Scientists at the German Centre for Cardiovascular Research (DZHK) have started a study to find out whether a monoclonal antibody restoring vascular integrity is safe and has positive effects on organ functions of patients with cardiogenic shock. The multicenter trial is sponsored by the University of Hamburg, financially supported by the biopharmaceutical company Adrenomed AG, and led by Dr. Mahir Karakas, DZHK partner site Hamburg/Kiel/Lübeck.

Cardiogenic shock is characterized by systemic hypoperfusion due to severe depression of the cardiac index and sustained systolic arterial hypotension. With a short-term mortality beyond 40 percent, it represents the major cause of death in acute myocardial infarction (AMI). While rates of cardiogenic shock following AMI were stable at 8 percent during the 1990´ies, they are now climbing towards 12 percent during the last 10 years.

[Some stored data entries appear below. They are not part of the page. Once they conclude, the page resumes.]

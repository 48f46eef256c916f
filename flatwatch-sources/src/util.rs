//! Parsing helpers shared by the portal adapters.

use flatwatch_types::{Listing, SearchQuery};

/// Hard cap on pages fetched per source per run.
pub const MAX_PAGES_PER_RUN: u32 = 2;

/// Listings per page the portals are asked for.
pub const PAGE_SIZE: u32 = 30;

/// Consecutive already-delivered listings that stop pagination.
pub const STOP_ON_OLD_THRESHOLD: u32 = 5;

/// Pull the digits out of a price string ("45 000 $" → 45000).
#[must_use]
pub fn parse_price(text: &str) -> i64 {
    let digits: String = text.chars().filter(char::is_ascii_digit).collect();
    digits.parse().unwrap_or(0)
}

/// Parse an area like "45,6 м²" into square metres.
#[must_use]
pub fn parse_area(text: &str) -> f64 {
    let cleaned = text.replace(',', ".");
    let mut number = String::new();
    for c in cleaned.chars() {
        if c.is_ascii_digit() || (c == '.' && !number.contains('.')) {
            number.push(c);
        } else if !number.is_empty() {
            break;
        }
    }
    number.parse().unwrap_or(0.0)
}

/// Parse the first integer out of a rooms string ("3-комн." → 3).
#[must_use]
pub fn parse_rooms(text: &str) -> u32 {
    let mut number = String::new();
    for c in text.chars() {
        if c.is_ascii_digit() {
            number.push(c);
        } else if !number.is_empty() {
            break;
        }
    }
    number.parse().unwrap_or(0)
}

/// Client-side re-check of the rooms/price window. Portals sometimes
/// ignore out-of-range URL filters, so every adapter applies this to its
/// parsed output regardless of what the URL asked for.
#[must_use]
pub fn within_filters(listing: &Listing, query: &SearchQuery) -> bool {
    if listing.rooms > 0 && (listing.rooms < query.min_rooms || listing.rooms > query.max_rooms) {
        return false;
    }
    if listing.price > 0 && (listing.price < query.min_price || listing.price > query.max_price) {
        return false;
    }
    true
}

/// Make a relative portal link absolute against the portal base URL.
#[must_use]
pub fn absolutize(base: &str, link: &str) -> String {
    if link.starts_with("http") {
        link.to_string()
    } else if link.starts_with("//") {
        format!("https:{link}")
    } else {
        format!("{}{}", base.trim_end_matches('/'), link)
    }
}

#[cfg(test)]
mod tests {
    use super::*;

    #[test]
    fn price_strips_separators() {
        assert_eq!(parse_price("45 000 $"), 45_000);
        assert_eq!(parse_price("от 52,300"), 52_300);
        assert_eq!(parse_price("договорная"), 0);
    }

    #[test]
    fn area_handles_comma_decimal() {
        assert!((parse_area("45,6 м²") - 45.6).abs() < f64::EPSILON);
        assert!((parse_area("60 м²") - 60.0).abs() < f64::EPSILON);
        assert!(parse_area("—").abs() < f64::EPSILON);
    }

    #[test]
    fn rooms_takes_first_integer() {
        assert_eq!(parse_rooms("3-комн. квартира"), 3);
        assert_eq!(parse_rooms("студия"), 0);
    }

    #[test]
    fn absolutize_variants() {
        assert_eq!(absolutize("https://a.by", "/item/1"), "https://a.by/item/1");
        assert_eq!(absolutize("https://a.by", "//cdn/x"), "https://cdn/x");
        assert_eq!(absolutize("https://a.by", "https://b.by/1"), "https://b.by/1");
    }
}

Its socioeconomic impact is tremendous, considering 100,000 – 120,000 cases per year in the United States and Europe.

The now started randomized, placebo-controlled, double-blind, multicenter study ACCOST-HH assesses safety, tolerability and efficacy of a single dose of humanized monoclonal antibody Adrecizumab in up to 300 patients with early cardiogenic shock. Patients diagnosed with cardiogenic shock will receive Adrecizumab plus standard of care vs placebo plus standard of care. The primary endpoint of this study is defined as number of days through day 30 without need for cardiovascular organ support, including mechanical support –a strong surrogate endpoint for mortality. Furthermore, tolerability and treatment-emergent adverse events over 90 days will be assessed. Two Phase-I studies already demonstrated safety of Adrecizumab.

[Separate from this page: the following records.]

//! flatwatch-store
//!
//! Postgres-backed implementations of the storage traits in
//! `flatwatch-core`. The store bootstraps its own schema; queries are
//! runtime-bound so no live database is needed at build time. Callers are
//! expected to degrade when a method fails — a broken store must never
//! take a dispatch down with it.
#![warn(missing_docs)]

mod delivered;
mod links;
mod listings;
mod subscribers;

use sqlx::postgres::PgPoolOptions;
use sqlx::PgPool;

use flatwatch_types::FlatwatchError;

/// Handle over the remote SQL store. Cheap to clone; wraps a `PgPool`.
#[derive(Clone)]
pub struct Store {
    pool: PgPool,
}

pub(crate) fn db_err(e: sqlx::Error) -> FlatwatchError {
    FlatwatchError::store(e.to_string())
}

impl Store {
    /// Connect to the store.
    ///
    /// # Errors
    /// Returns `Store` when the database is unreachable or the URL is
    /// malformed.
    pub async fn connect(database_url: &str) -> Result<Self, FlatwatchError> {
        let pool = PgPoolOptions::new()
            .max_connections(5)
            .connect(database_url)
            .await
            .map_err(db_err)?;
        Ok(Self { pool })
    }

    /// Wrap an existing pool (tests, shared pools).
    #[must_use]
    pub fn from_pool(pool: PgPool) -> Self {
        Self { pool }
    }

    pub(crate) fn pool(&self) -> &PgPool {
        &self.pool
    }

    /// Create every table and index the workspace relies on, idempotently.
    ///
    /// # Errors
    /// Returns `Store` when DDL fails; the caller should treat this as
    /// fatal at startup.
    pub async fn ensure_schema(&self) -> Result<(), FlatwatchError> {
        for ddl in SCHEMA {
            sqlx::query(ddl).execute(&self.pool).await.map_err(db_err)?;
        }
        tracing::info!("store schema ensured");
        Ok(())
    }

    /// Populate the city-code table from a static `(slug, portal, code)`
    /// map. Existing rows are replaced.
    ///
    /// # Errors
    /// Returns `Store` on write failure.
    pub async fn load_city_map(
        &self,
        entries: &[(&str, &str, &str)],
    ) -> Result<(), FlatwatchError> {
        for (slug, portal, code) in entries {
            sqlx::query(
                "INSERT INTO city_codes (slug, portal, code) VALUES ($1, $2, $3)
                 ON CONFLICT (slug, portal) DO UPDATE SET code = EXCLUDED.code",
            )
            .bind(slug)
            .bind(portal)
            .bind(code)
            .execute(&self.pool)
            .await
            .map_err(db_err)?;
        }
        Ok(())
    }

    /// Portal-specific code for a canonical slug, when known.
    ///
    /// # Errors
    /// Returns `Store` on query failure.
    pub async fn city_code(
        &self,
        slug: &str,
        portal: &str,
    ) -> Result<Option<String>, FlatwatchError> {
        use sqlx::Row;
        let row = sqlx::query("SELECT code FROM city_codes WHERE slug = $1 AND portal = $2")
            .bind(slug)
            .bind(portal)
            .fetch_optional(&self.pool)
            .await
            .map_err(db_err)?;
        row.map(|r| r.try_get::<String, _>("code").map_err(db_err))
            .transpose()
    }
}

const SCHEMA: &[&str] = &[
    "CREATE TABLE IF NOT EXISTS cached_listings (
        id TEXT PRIMARY KEY,
        source TEXT NOT NULL,
        title TEXT NOT NULL DEFAULT '',
        price BIGINT NOT NULL DEFAULT 0,
        currency TEXT NOT NULL DEFAULT 'USD',
        price_usd BIGINT NOT NULL DEFAULT 0,
        price_byn BIGINT NOT NULL DEFAULT 0,
        rooms INTEGER NOT NULL DEFAULT 0,
        area DOUBLE PRECISION NOT NULL DEFAULT 0,
        address TEXT NOT NULL DEFAULT '',
        url TEXT NOT NULL,
        city TEXT NOT NULL DEFAULT '',
        floor TEXT NOT NULL DEFAULT '',
        total_floors TEXT NOT NULL DEFAULT '',
        year_built TEXT NOT NULL DEFAULT '',
        description TEXT NOT NULL DEFAULT '',
        photos TEXT NOT NULL DEFAULT '[]',
        seller_type TEXT NOT NULL DEFAULT 'unknown',
        content_hash TEXT NOT NULL DEFAULT '',
        status TEXT NOT NULL DEFAULT 'active',
        first_seen_at TIMESTAMPTZ NOT NULL DEFAULT now(),
        last_seen_at TIMESTAMPTZ NOT NULL DEFAULT now(),
        updated_at TIMESTAMPTZ NOT NULL DEFAULT now(),
        UNIQUE (source, url)
    )",
    "CREATE INDEX IF NOT EXISTS idx_cached_city_rooms_price
        ON cached_listings (city, rooms, price)",
    "CREATE INDEX IF NOT EXISTS idx_cached_content_hash
        ON cached_listings (content_hash)",
    "CREATE INDEX IF NOT EXISTS idx_cached_status_last_seen
        ON cached_listings (status, last_seen_at)",
    "CREATE TABLE IF NOT EXISTS subscribers (
        telegram_id BIGINT PRIMARY KEY,
        city TEXT NOT NULL DEFAULT '',
        min_rooms INTEGER NOT NULL DEFAULT 1,
        max_rooms INTEGER NOT NULL DEFAULT 99,
        min_price BIGINT NOT NULL DEFAULT 0,
        max_price BIGINT NOT NULL DEFAULT 20000,
        seller_type TEXT NOT NULL DEFAULT 'all',
        delivery_mode TEXT NOT NULL DEFAULT 'full',
        active BOOLEAN NOT NULL DEFAULT TRUE,
        created_at TIMESTAMPTZ NOT NULL DEFAULT now(),
        updated_at TIMESTAMPTZ NOT NULL DEFAULT now()
    )",
    "CREATE TABLE IF NOT EXISTS seen_listings (
        telegram_id BIGINT NOT NULL,
        listing_id TEXT NOT NULL,
        sent_at TIMESTAMPTZ NOT NULL DEFAULT now(),
        PRIMARY KEY (telegram_id, listing_id)
    )",
    "CREATE TABLE IF NOT EXISTS delivered_listings (
        listing_id TEXT PRIMARY KEY,
        content_hash TEXT NOT NULL,
        source TEXT NOT NULL DEFAULT '',
        url TEXT NOT NULL DEFAULT '',
        first_seen_at TIMESTAMPTZ NOT NULL DEFAULT now()
    )",
    "CREATE INDEX IF NOT EXISTS idx_delivered_content_hash
        ON delivered_listings (content_hash)",
    "CREATE TABLE IF NOT EXISTS short_links (
        code TEXT PRIMARY KEY,
        payload TEXT NOT NULL,
        created_at TIMESTAMPTZ NOT NULL DEFAULT now()
    )",
    "CREATE TABLE IF NOT EXISTS city_codes (
        slug TEXT NOT NULL,
        portal TEXT NOT NULL,
        code TEXT NOT NULL,
        PRIMARY KEY (slug, portal)
    )",
];
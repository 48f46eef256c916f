//! Adapter for the city subdomains of etagi.com (HTML listing cards).

use std::sync::Arc;

use async_trait::async_trait;
use scraper::{Html, Selector};

use flatwatch_core::source::ListingSource;
use flatwatch_types::{FlatwatchError, Listing, SearchQuery, SellerType};

use crate::dto;
use crate::http::HttpClient;
use crate::util::{parse_area, parse_rooms, within_filters};

/// Etagi adapter. The portal serves one subdomain per city
/// (`baranovichi.etagi.com`), so the city slug becomes the host; everything
/// on the portal is agency-listed.
pub struct EtagiSource {
    http: Arc<HttpClient>,
    base_override: Option<String>,
}

impl EtagiSource {
    /// Build the adapter over the shared HTTP client.
    #[must_use]
    pub fn new(http: Arc<HttpClient>) -> Self {
        Self {
            http,
            base_override: None,
        }
    }

    /// Point the adapter at a fixed host instead of the per-city subdomain
    /// (tests).
    #[must_use]
    pub fn with_base_url(mut self, url: impl Into<String>) -> Self {
        self.base_override = Some(url.into());
        self
    }

    fn base_url(&self, city_slug: &str) -> String {
        self.base_override
            .clone()
            .unwrap_or_else(|| format!("https://{city_slug}.etagi.com"))
    }

    fn parse_page(&self, html: &str, base: &str, query: &SearchQuery) -> Vec<Listing> {
        let doc = Html::parse_document(html);
        let Ok(anchors) = Selector::parse("a[href*='/realty/']") else {
            return Vec::new();
        };

        let mut listings = Vec::new();
        let mut seen = std::collections::HashSet::new();

        for a in doc.select(&anchors) {
            let href = a.value().attr("href").unwrap_or_default();
            let digits: String = href
                .split("/realty/")
                .nth(1)
                .unwrap_or_default()
                .chars()
                .take_while(char::is_ascii_digit)
                .collect();
            if digits.is_empty() {
                continue;
            }
            let id = format!("etagi_{digits}");
            if !seen.insert(id.clone()) {
                continue;
            }

            let text = a.text().collect::<Vec<_>>().join(" ");
            let rooms = text
                .split_whitespace()
                .find(|w| w.contains("комн"))
                .map(|w| parse_rooms(w))
                .unwrap_or(0);
            let area = text
                .split_whitespace()
                .zip(text.split_whitespace().skip(1))
                .find(|(_, next)| next.starts_with("м²"))
                .map(|(num, _)| parse_area(num))
                .unwrap_or(0.0);
            let price = price_byn_or_usd(&text);

            let listing = Listing {
                id,
                source: "etagi".into(),
                title: if rooms > 0 && area > 0.0 {
                    format!("{rooms}-комн., {area} м²")
                } else {
                    "Квартира".to_string()
                },
                price: price.0,
                currency: price.1.into(),
                price_usd: if price.1 == "USD" { price.0 } else { 0 },
                price_byn: if price.1 == "BYN" { price.0 } else { 0 },
                rooms,
                area,
                address: query.city_slug.clone(),
                url: crate::util::absolutize(base, href),
                seller: SellerType::Company,
                ..Listing::default()
            };

            if dto::accept(&listing) && within_filters(&listing, query) {
                listings.push(listing);
            }
        }
        listings
    }
}

#[async_trait]
impl ListingSource for EtagiSource {
    fn name(&self) -> &'static str {
        "etagi"
    }

    async fn fetch_listings(&self, query: &SearchQuery) -> Result<Vec<Listing>, FlatwatchError> {
        let base = self.base_url(&query.city_slug);
        let url = format!("{base}/realty/");
        let Some(html) = self.http.fetch_html(&url, self.name()).await else {
            return Err(FlatwatchError::source(self.name(), "search page unreachable"));
        };
        let listings = self.parse_page(&html, &base, query);
        tracing::info!(count = listings.len(), "etagi batch parsed");
        Ok(listings)
    }
}

/// Etagi prints prices in BYN by default with an optional USD toggle; look
/// for either sign.
fn price_byn_or_usd(text: &str) -> (i64, &'static str) {
    let words: Vec<&str> = text.split_whitespace().collect();
    for (i, word) in words.iter().enumerate() {
        let currency = if *word == "$" {
            "USD"
        } else if word.starts_with("р.") || word.starts_with("руб") || word.starts_with("BYN") {
            "BYN"
        } else {
            continue;
        };
        let mut digits = String::new();
        for w in words[..i].iter().rev() {
            if !w.is_empty() && w.chars().all(|c| c.is_ascii_digit()) {
                digits = format!("{w}{digits}");
            } else {
                break;
            }
        }
        if let Ok(price) = digits.parse() {
            return (price, currency);
        }
    }
    (0, "USD")
}

#[cfg(test)]
mod tests {
    use super::*;

    #[test]
    fn byn_price_detected() {
        let (p, cur) = price_byn_or_usd("2-комн. 45 м² 147 500 р. в Барановичах");
        assert_eq!(p, 147_500);
        assert_eq!(cur, "BYN");
    }

    #[test]
    fn page_parse_marks_agency_seller() {
        let html = r#"<a href="/realty/31337/">2-комн. 45 м² 50 000 $</a>"#;
        let source = EtagiSource::new(Arc::new(HttpClient::new()));
        let query = SearchQuery {
            city_slug: "baranovichi".into(),
            min_rooms: 1,
            max_rooms: 3,
            min_price: 0,
            max_price: 60_000,
        };
        let out = source.parse_page(html, "https://baranovichi.etagi.com", &query);
        assert_eq!(out.len(), 1);
        assert_eq!(out[0].seller, SellerType::Company);
        assert_eq!(out[0].url, "https://baranovichi.etagi.com/realty/31337/");
    }
}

Adrecizumab is a humanized monoclonal antibody, designed as first-in-class therapy to restore and maintain vascular integrity. The antibody specifically targets adrenomedullin, a key regulator of endothelial barrier function, blood pressure and vascular tone. Loss of vascular integrity plays a pivotal role in the development of vascular leakage and organ dysfunction leading to cardiogenic shock. Adrecizumab prolongs the half-life of adrenomedullin and moreover, it is hypothesized that it shifts adrenomedullin from the interstitium to the circulation. Consequently, the level of functional adrenomedullin within the circulation is increased where it can exert its multiple beneficial effects. This is important, since several animal studies have shown that adrenomedullin administration improves outcome of sepsis, shock and myocardial infarction, while it was recognized that therapeutic administration of adrenomedullin is not feasible due to pharmacokinetic limitations. In preclinical studies, Adrecizumab reduced mortality from sepsis and positively impacted the vasoactive adrenomedullin system leading to stabilization of blood pressure, renal function and improved catecholamine responsiveness.

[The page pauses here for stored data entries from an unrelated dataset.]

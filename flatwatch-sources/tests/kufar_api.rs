use std::collections::HashSet;
use std::sync::Arc;
use std::time::Duration;

use async_trait::async_trait;
use httpmock::prelude::*;
use serde_json::json;

use flatwatch_core::source::{DeliveredProbe, ListingSource};
use flatwatch_sources::{HttpClient, HttpClientConfig, KufarSource};
use flatwatch_types::SearchQuery;

fn client() -> Arc<HttpClient> {
    Arc::new(HttpClient::with_config(HttpClientConfig {
        backoff_base: Duration::from_millis(10),
        per_host_spacing: Duration::from_millis(1),
        ..HttpClientConfig::default()
    }))
}

fn query() -> SearchQuery {
    SearchQuery {
        city_slug: "baranovichi".into(),
        min_rooms: 1,
        max_rooms: 4,
        min_price: 0,
        max_price: 100_000,
    }
}

fn ad(id: u64, rooms: u32, price_usd_cents: u64) -> serde_json::Value {
    json!({
        "ad_id": id,
        "ad_link": format!("/item/{id}"),
        "price_usd": price_usd_cents.to_string(),
        "company_ad": false,
        "account_parameters": [{"p": "address", "v": "Ленина 1"}],
        "ad_parameters": [
            {"p": "rooms", "v": rooms.to_string(), "vl": ""},
            {"p": "size", "v": "45", "vl": ""}
        ]
    })
}

struct FixedProbe(HashSet<String>);

#[async_trait]
impl DeliveredProbe for FixedProbe {
    async fn is_delivered(&self, listing_id: &str) -> bool {
        self.0.contains(listing_id)
    }
}

#[tokio::test]
async fn single_page_is_parsed_and_filtered() {
    let server = MockServer::start_async().await;
    server
        .mock_async(|when, then| {
            when.method(GET).path("/search");
            then.status(200).json_body(json!({
                "ads": [ad(1, 2, 5_000_000), ad(2, 5, 7_000_000)],
                "total": 2,
                "pagination": {"pages": []}
            }));
        })
        .await;

    let source = KufarSource::new(client()).with_api_url(server.url("/search"));
    let listings = source.fetch_listings(&query()).await.unwrap();

    // The 5-room ad is outside the 1..=4 window.
    assert_eq!(listings.len(), 1);
    assert_eq!(listings[0].id, "kufar_1");
    assert_eq!(listings[0].price_usd, 50_000);
}

#[tokio::test]
async fn pagination_follows_next_token_up_to_cap() {
    let server = MockServer::start_async().await;
    let page2 = server
        .mock_async(|when, then| {
            when.method(GET).path("/search").query_param("cursor", "t2");
            then.status(200).json_body(json!({
                "ads": [ad(20, 2, 4_000_000)],
                "pagination": {"pages": [{"label": "next", "token": "t3"}]}
            }));
        })
        .await;
    server
        .mock_async(|when, then| {
            when.method(GET).path("/search").query_param_missing("cursor");
            then.status(200).json_body(json!({
                "ads": [ad(10, 2, 5_000_000)],
                "pagination": {"pages": [{"label": "next", "token": "t2"}]}
            }));
        })
        .await;

    let source = KufarSource::new(client()).with_api_url(server.url("/search"));
    let listings = source.fetch_listings(&query()).await.unwrap();

    // Two pages (the hard cap), even though page two advertises a third.
    assert_eq!(listings.len(), 2);
    assert_eq!(page2.hits_async().await, 1);
}

#[tokio::test]
async fn old_streak_stops_pagination() {
    let server = MockServer::start_async().await;
    let delivered: HashSet<String> =
        (1..=5).map(|i| format!("kufar_{i}")).collect();

    let page2 = server
        .mock_async(|when, then| {
            when.method(GET).path("/search").query_param("cursor", "t2");
            then.status(200).json_body(json!({"ads": [], "pagination": {"pages": []}}));
        })
        .await;
    server
        .mock_async(|when, then| {
            when.method(GET).path("/search").query_param_missing("cursor");
            then.status(200).json_body(json!({
                "ads": [ad(1, 2, 1), ad(2, 2, 1), ad(3, 2, 1), ad(4, 2, 1), ad(5, 2, 1), ad(6, 2, 5_000_000)],
                "pagination": {"pages": [{"label": "next", "token": "t2"}]}
            }));
        })
        .await;

    let source = KufarSource::new(client())
        .with_api_url(server.url("/search"))
        .with_delivered_probe(Arc::new(FixedProbe(delivered)));
    let listings = source.fetch_listings(&query()).await.unwrap();

    // Five consecutive known ids stop the walk before ad 6 is reached.
    assert!(listings.is_empty());
    assert_eq!(page2.hits_async().await, 0);
}

#[tokio::test]
async fn fresh_id_resets_the_streak() {
    let server = MockServer::start_async().await;
    let delivered: HashSet<String> =
        [1, 2, 3, 4, 6].iter().map(|i| format!("kufar_{i}")).collect();

    server
        .mock_async(|when, then| {
            when.method(GET).path("/search");
            then.status(200).json_body(json!({
                "ads": [ad(1, 2, 1), ad(2, 2, 1), ad(3, 2, 1), ad(4, 2, 1), ad(5, 2, 5_000_000), ad(6, 2, 1), ad(7, 2, 4_000_000)],
                "pagination": {"pages": []}
            }));
        })
        .await;

    let source = KufarSource::new(client())
        .with_api_url(server.url("/search"))
        .with_delivered_probe(Arc::new(FixedProbe(delivered)));
    let listings = source.fetch_listings(&query()).await.unwrap();

    let ids: Vec<&str> = listings.iter().map(|l| l.id.as_str()).collect();
    assert_eq!(ids, vec!["kufar_5", "kufar_7"]);
}

#[tokio::test]
async fn unknown_city_returns_empty_without_network() {
    let source = KufarSource::new(client()).with_api_url("http://127.0.0.1:1/search");
    let q = SearchQuery {
        city_slug: "atlantis".into(),
        ..query()
    };
    assert!(source.fetch_listings(&q).await.unwrap().is_empty());
}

Beyond establishment of vascular integrity, adrenomedullin shows strong anti-inflammatory properties, is key to cardiomyocyte survival during and after myocardial ischemia, and has a marked anti-apoptotic effect on cardiomyocytes, as recently demonstrated in a molecular study conducted within the University Heart Center and published in the journal “Proceedings of the National Academy of Sciences of the United States of America (PNAS)“.

“Pathophysiologically, cardiogenic shock combines a deadly trias – myocardial cell death, inflammatory exacerbation, and loss of vascular integrity”, said Dr. Karakas, coordinating Principal Investigator of the ACCOST-HH study. “With Adrecizumab we might have the first causative therapy and hope to be able to reduce the high mortality rates”.